Records for this exercise>
%%

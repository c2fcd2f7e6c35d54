use criteria_core::{
    base64_url, parse_sort, CursorCodec, CursorFault, DynRecord, Error, FieldSchema, FieldSpec,
    Nav, Record, SortSpec, Value,
};
use proptest::prelude::*;
use uuid::Uuid;

fn schema() -> FieldSchema {
    FieldSchema::builder("tag")
        .field("id", FieldSpec::uuid().sortable())
        .field("name", FieldSpec::string().sortable().searchable())
        .field("weight", FieldSpec::number().sortable())
        .field("color", FieldSpec::enumeration(["RED", "GREEN"]).sortable())
        .tiebreaker("id")
        .build()
        .expect("schema")
}

fn by_name() -> SortSpec {
    parse_sort(&schema(), ["asc:name"]).expect("sort")
}

fn tag(id: u128, name: &str) -> DynRecord {
    DynRecord::new()
        .with("id", Uuid::from_u128(id))
        .with("name", name)
        .with("weight", 3)
        .with("color", Value::Enum("RED".into()))
}

fn payload(token: &str) -> serde_json::Value {
    serde_json::from_slice(&base64_url::decode(token).expect("b64")).expect("json")
}

fn repack(v: &serde_json::Value) -> String {
    base64_url::encode(&serde_json::to_vec(v).expect("json"))
}

#[test]
fn token_is_url_safe_without_padding() {
    let token = CursorCodec::new()
        .encode(&tag(1, "a/b+c?"), &by_name(), Nav::Next, None)
        .unwrap();
    assert!(token
        .chars()
        .all(|c| c.is_ascii_alphanumeric() || c == '-' || c == '_'));
}

#[test]
fn payload_shape() {
    let token = CursorCodec::new()
        .encode(&tag(7, "vip"), &by_name(), Nav::Prev, Some("abc"))
        .unwrap();
    let p = payload(&token);
    assert_eq!(p["v"], 1);
    assert_eq!(p["k"][0], "vip");
    assert_eq!(p["k"][1], Uuid::from_u128(7).to_string());
    assert_eq!(p["s"], "+name,+id");
    assert_eq!(p["n"], "prev");
    assert_eq!(p["f"], "abc");
    assert_eq!(p["h"].as_str().map(str::len), Some(16));
}

#[test]
fn malformed_tokens() {
    let codec = CursorCodec::new();
    let sort = by_name();
    assert_eq!(
        codec.decode("not base64!", &sort, None),
        Err(Error::InvalidCursor(CursorFault::Base64))
    );
    assert_eq!(
        codec.decode(&base64_url::encode(b"not json"), &sort, None),
        Err(Error::InvalidCursor(CursorFault::Json))
    );

    let mut p = payload(&codec.encode(&tag(1, "a"), &sort, Nav::Next, None).unwrap());
    p["v"] = serde_json::json!(2);
    assert_eq!(
        codec.decode(&repack(&p), &sort, None),
        Err(Error::InvalidCursor(CursorFault::Version))
    );
}

#[test]
fn tampered_keys_fail_the_checksum() {
    let codec = CursorCodec::with_secret("k1");
    let sort = by_name();
    let mut p = payload(&codec.encode(&tag(1, "alpha"), &sort, Nav::Next, None).unwrap());
    p["k"][0] = serde_json::json!("omega");
    assert_eq!(
        codec.decode(&repack(&p), &sort, None),
        Err(Error::InvalidCursor(CursorFault::Checksum))
    );
}

#[test]
fn secret_is_part_of_the_checksum() {
    let sort = by_name();
    let token = CursorCodec::with_secret("k1")
        .encode(&tag(1, "alpha"), &sort, Nav::Next, None)
        .unwrap();
    assert_eq!(
        CursorCodec::with_secret("k2").decode(&token, &sort, None),
        Err(Error::InvalidCursor(CursorFault::Checksum))
    );
    assert!(CursorCodec::with_secret("k1").decode(&token, &sort, None).is_ok());
}

#[test]
fn missing_sort_values_travel_as_null() {
    let codec = CursorCodec::with_secret("k1");
    let sort = by_name();
    let row = DynRecord::new().with("id", Uuid::from_u128(1));

    let token = codec.encode(&row, &sort, Nav::Next, None).unwrap();
    let p = payload(&token);
    assert!(p["k"][0].is_null());

    let pos = codec.decode(&token, &sort, None).unwrap();
    assert_eq!(pos.leading(), None);
    assert_eq!(pos.tie_break(), Some(&Value::Uuid(Uuid::from_u128(1))));
}

#[test]
fn null_and_empty_string_keys_sign_differently() {
    let codec = CursorCodec::with_secret("k1");
    let sort = by_name();
    let mut p = payload(&codec.encode(&tag(1, ""), &sort, Nav::Next, None).unwrap());
    p["k"][0] = serde_json::Value::Null;
    assert_eq!(
        codec.decode(&repack(&p), &sort, None),
        Err(Error::InvalidCursor(CursorFault::Checksum))
    );
}

#[test]
fn rows_without_a_tiebreaker_cannot_be_encoded() {
    let row = DynRecord::new().with("name", "alpha");
    let err = CursorCodec::new()
        .encode(&row, &by_name(), Nav::Next, None)
        .unwrap_err();
    assert_eq!(
        err,
        Error::UnencodableRow {
            field: "id".into(),
            reason: "is null"
        }
    );
    assert!(!err.is_client_error());
}

#[test]
fn enum_and_number_keys_decode_typed() {
    let sort = parse_sort(&schema(), ["desc:color", "asc:weight"]).unwrap();
    let codec = CursorCodec::new();
    let row = tag(9, "x");
    let pos = codec
        .decode(
            &codec.encode(&row, &sort, Nav::Next, None).unwrap(),
            &sort,
            None,
        )
        .unwrap();
    assert_eq!(pos.keys()[0], Some(Value::Enum("RED".into())));
    assert_eq!(pos.keys()[1], row.field_value("weight"));
    assert_eq!(pos.tie_break(), Some(&Value::Uuid(Uuid::from_u128(9))));
}

proptest! {
    #[test]
    fn decode_inverts_encode(name in "\\PC{0,24}", weight in any::<i64>(), id in any::<u128>()) {
        let sort = parse_sort(&schema(), ["desc:weight", "asc:name"]).unwrap();
        let row = DynRecord::new()
            .with("id", Uuid::from_u128(id))
            .with("name", name.as_str())
            .with("weight", weight);
        let codec = CursorCodec::with_secret("prop");
        let token = codec.encode(&row, &sort, Nav::Next, Some("f")).unwrap();
        let pos = codec.decode(&token, &sort, Some("f")).unwrap();
        prop_assert_eq!(pos.leading().cloned(), row.field_value("weight"));
        prop_assert_eq!(pos.keys()[1].clone(), row.field_value("name"));
        prop_assert_eq!(pos.tie_break().cloned(), row.field_value("id"));
    }
}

%%

Exercise goal> Would you transcribe the data above exactly as it stands?

Your solution>
repository c2fcd2f7e6c35d54
use criteria_core::{
    base64_url, parse_sort, CursorCodec, CursorFault, DynRecord, Error, FieldSchema, FieldSpec,
    Nav, Record, SortSpec, Value,
};
use proptest::prelude::*;
use uuid::Uuid;

fn schema() -> FieldSchema {
    FieldSchema::builder("tag")
        .field("id", FieldSpec::uuid().sortable())
        .field("name", FieldSpec::string().sortable().searchable())
        .field("weight", FieldSpec::number().sortable())
        .field("color", FieldSpec::enumeration(["RED", "GREEN"]).sortable())
        .tiebreaker("id")
        .build()
        .expect("schema")
}

fn by_name() -> SortSpec {
    parse_sort(&schema(), ["asc:name"]).expect("sort")
}

fn tag(id: u128, name: &str) -> DynRecord {
    DynRecord::new()
        .with("id", Uuid::from_u128(id))
        .with("name", name)
        .with("weight", 3)
        .with("color", Value::Enum("RED".into()))
}

fn payload(token: &str) -> serde_json::Value {
    serde_json::from_slice(&base64_url::decode(token).expect("b64")).expect("json")
}

fn repack(v: &serde_json::Value) -> String {
    base64_url::encode(&serde_json::to_vec(v).expect("json"))
}

#[test]
fn token_is_url_safe_without_padding() {
    let token = CursorCodec::new()
        .encode(&tag(1, "a/b+c?"), &by_name(), Nav::Next, None)
        .unwrap();
    assert!(token
        .chars()
        .all(|c| c.is_ascii_alphanumeric() || c == '-' || c == '_'));
}

#[test]
fn payload_shape() {
    let token = CursorCodec::new()
        .encode(&tag(7, "vip"), &by_name(), Nav::Prev, Some("abc"))
        .unwrap();
    let p = payload(&token);
    assert_eq!(p["v"], 1);
    assert_eq!(p["k"][0], "vip");
    assert_eq!(p["k"][1], Uuid::from_u128(7).to_string());
    assert_eq!(p["s"], "+name,+id");
    assert_eq!(p["n"], "prev");
    assert_eq!(p["f"], "abc");
    assert_eq!(p["h"].as_str().map(str::len), Some(16));
}

#[test]
fn malformed_tokens() {
    let codec = CursorCodec::new();
    let sort = by_name();
    assert_eq!(
        codec.decode("not base64!", &sort, None),
        Err(Error::InvalidCursor(CursorFault::Base64))
    );
    assert_eq!(
        codec.decode(&base64_url::encode(b"not json"), &sort, None),
        Err(Error::InvalidCursor(CursorFault::Json))
    );

    let mut p = payload(&codec.encode(&tag(1, "a"), &sort, Nav::Next, None).unwrap());
    p["v"] = serde_json::json!(2);
    assert_eq!(
        codec.decode(&repack(&p), &sort, None),
        Err(Error::InvalidCursor(CursorFault::Version))
    );
}

#[test]
fn tampered_keys_fail_the_checksum() {
    let codec = CursorCodec::with_secret("k1");
    let sort = by_name();
    let mut p = payload(&codec.encode(&tag(1, "alpha"), &sort, Nav::Next, None).unwrap());
    p["k"][0] = serde_json::json!("omega");
    assert_eq!(
        codec.decode(&repack(&p), &sort, None),
        Err(Error::InvalidCursor(CursorFault::Checksum))
    );
}

#[test]
fn secret_is_part_of_the_checksum() {
    let sort = by_name();
    let token = CursorCodec::with_secret("k1")
        .encode(&tag(1, "alpha"), &sort, Nav::Next, None)
        .unwrap();
    assert_eq!(
        CursorCodec::with_secret("k2").decode(&token, &sort, None),
        Err(Error::InvalidCursor(CursorFault::Checksum))
    );
    assert!(CursorCodec::with_secret("k1").decode(&token, &sort, None).is_ok());
}

#[test]
fn missing_sort_values_travel_as_null() {
    let codec = CursorCodec::with_secret("k1");
    let sort = by_name();
    let row = DynRecord::new().with("id", Uuid::from_u128(1));

    let token = codec.encode(&row, &sort, Nav::Next, None).unwrap();
    let p = payload(&token);
    assert!(p["k"][0].is_null());

    let pos = codec.decode(&token, &sort, None).unwrap();
    assert_eq!(pos.leading(), None);
    assert_eq!(pos.tie_break(), Some(&Value::Uuid(Uuid::from_u128(1))));
}

#[test]
fn null_and_empty_string_keys_sign_differently() {
    let codec = CursorCodec::with_secret("k1");
    let sort = by_name();
    let mut p = payload(&codec.encode(&tag(1, ""), &sort, Nav::Next, None).unwrap());
    p["k"][0] = serde_json::Value::Null;
    assert_eq!(
        codec.decode(&repack(&p), &sort, None),
        Err(Error::InvalidCursor(CursorFault::Checksum))
    );
}

#[test]
fn rows_without_a_tiebreaker_cannot_be_encoded() {
    let row = DynRecord::new().with("name", "alpha");
    let err = CursorCodec::new()
        .encode(&row, &by_name(), Nav::Next, None)
        .unwrap_err();
    assert_eq!(
        err,
        Error::UnencodableRow {
            field: "id".into(),
            reason: "is null"
        }
    );
    assert!(!err.is_client_error());
}

#[test]
fn enum_and_number_keys_decode_typed() {
    let sort = parse_sort(&schema(), ["desc:color", "asc:weight"]).unwrap();
    let codec = CursorCodec::new();
    let row = tag(9, "x");
    let pos = codec
        .decode(
            &codec.encode(&row, &sort, Nav::Next, None).unwrap(),
            &sort,
            None,
        )
        .unwrap();
    assert_eq!(pos.keys()[0], Some(Value::Enum("RED".into())));
    assert_eq!(pos.keys()[1], row.field_value("weight"));
    assert_eq!(pos.tie_break(), Some(&Value::Uuid(Uuid::from_u128(9))));
}

proptest! {
    #[test]
    fn decode_inverts_encode(name in "\\PC{0,24}", weight in any::<i64>(), id in any::<u128>()) {
        let sort = parse_sort(&schema(), ["desc:weight", "asc:name"]).unwrap();
        let row = DynRecord::new()
            .with("id", Uuid::from_u128(id))
            .with("name", name.as_str())
            .with("weight", weight);
        let codec = CursorCodec::with_secret("prop");
        let token = codec.encode(&row, &sort, Nav::Next, Some("f")).unwrap();
        let pos = codec.decode(&token, &sort, Some("f")).unwrap();
        prop_assert_eq!(pos.leading().cloned(), row.field_value("weight"));
        prop_assert_eq!(pos.keys()[1].clone(), row.field_value("name"));
        prop_assert_eq!(pos.tie_break().cloned(), row.field_value("id"));
    }
}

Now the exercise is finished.